## Exercise
How many lines in the data below include the word "template"? State the number alone.
◆ ◆ ◆ ◆ ◆
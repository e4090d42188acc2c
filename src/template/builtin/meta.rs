//! Filesystem-metadata and sequencing built-in tags, registered under
//! category `meta`.

use std::cell::Cell;

use crate::filesystem::File;
use crate::template::ast::Literal;
use crate::template::error::TagEvaluationError;
use crate::template::tag::{RequireContext, Tag, TagArgs};

#[derive(Debug, Default)]
pub struct SizeTag;

impl Tag for SizeTag {
    fn require_context(&self) -> RequireContext {
        RequireContext::Forbidden
    }

    fn configure(&mut self, _args: TagArgs) -> Result<(), String> {
        Ok(())
    }

    fn process(&self, file: &File, _context: Option<&str>) -> Result<String, TagEvaluationError> {
        let metadata = file.metadata().map_err(|err| TagEvaluationError {
            tag_name: "Size".to_string(),
            file: file.absolute_path(),
            cause: err.to_string(),
        })?;
        Ok(metadata.len().to_string())
    }
}

/// Sequential counter over the batch being renamed. One instance is created
/// per bound occurrence of `%Count()` in a template, so its `Cell` tracks
/// state across the whole job, not per file.
#[derive(Debug)]
pub struct CountTag {
    start: i64,
    step: i64,
    next: Cell<i64>,
}

impl Default for CountTag {
    fn default() -> Self {
        Self {
            start: 0,
            step: 1,
            next: Cell::new(0),
        }
    }
}

impl Tag for CountTag {
    fn require_context(&self) -> RequireContext {
        RequireContext::Forbidden
    }

    fn configure(&mut self, mut args: TagArgs) -> Result<(), String> {
        if let Some(value) = args.take("start", 0) {
            self.start = expect_int(&value, "start")?;
        }
        if let Some(value) = args.take("step", 1) {
            self.step = expect_int(&value, "step")?;
        }
        self.next.set(self.start);
        Ok(())
    }

    fn process(&self, _file: &File, _context: Option<&str>) -> Result<String, TagEvaluationError> {
        let value = self.next.get();
        self.next.set(value + self.step);
        Ok(value.to_string())
    }
}

/// `%SizeUnder(threshold)` — returns `"true"` if the file is smaller than
/// `threshold` bytes, else `"false"`. Stands in for the boolean comparison
/// expressions the template grammar itself does not support.
#[derive(Debug, Default)]
pub struct SizeLessThanTag {
    threshold: i64,
}

impl Tag for SizeLessThanTag {
    fn require_context(&self) -> RequireContext {
        RequireContext::Forbidden
    }

    fn configure(&mut self, mut args: TagArgs) -> Result<(), String> {
        let value = args
            .take("threshold", 0)
            .ok_or_else(|| "SizeUnder requires a threshold argument".to_string())?;
        self.threshold = expect_int(&value, "threshold")?;
        Ok(())
    }

    fn process(&self, file: &File, _context: Option<&str>) -> Result<String, TagEvaluationError> {
        let metadata = file.metadata().map_err(|err| TagEvaluationError {
            tag_name: "SizeUnder".to_string(),
            file: file.absolute_path(),
            cause: err.to_string(),
        })?;
        Ok((metadata.len() < self.threshold as u64).to_string())
    }
}

fn expect_int(value: &Literal, name: &str) -> Result<i64, String> {
    match value {
        Literal::Int(i) => Ok(*i),
        other => Err(format!("argument `{}` must be an integer, got `{}`", name, other.to_canonical_string())),
    }
}

#[cfg(test)]
mod tests {
    use super::*;
    use indexmap::IndexMap;
    use std::path::PathBuf;

    fn file() -> File {
        File::new(PathBuf::from("/tmp"), PathBuf::from("a.txt"))
    }

    #[test]
    fn count_defaults_to_zero_start_one_step() {
        let mut tag = CountTag::default();
        tag.configure(TagArgs::default()).unwrap();
        assert_eq!(tag.process(&file(), None).unwrap(), "0");
        assert_eq!(tag.process(&file(), None).unwrap(), "1");
        assert_eq!(tag.process(&file(), None).unwrap(), "2");
    }

    #[test]
    fn count_honors_start_and_step_kwargs() {
        let mut tag = CountTag::default();
        let mut kwargs = IndexMap::new();
        kwargs.insert("start".to_string(), Literal::Int(10));
        kwargs.insert("step".to_string(), Literal::Int(5));
        tag.configure(TagArgs::new(vec![], kwargs)).unwrap();
        assert_eq!(tag.process(&file(), None).unwrap(), "10");
        assert_eq!(tag.process(&file(), None).unwrap(), "15");
    }

    #[test]
    fn size_under_requires_threshold() {
        let mut tag = SizeLessThanTag::default();
        assert!(tag.configure(TagArgs::default()).is_err());
    }
}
◆ ◆ ◆ ◆ ◆
## Your response
6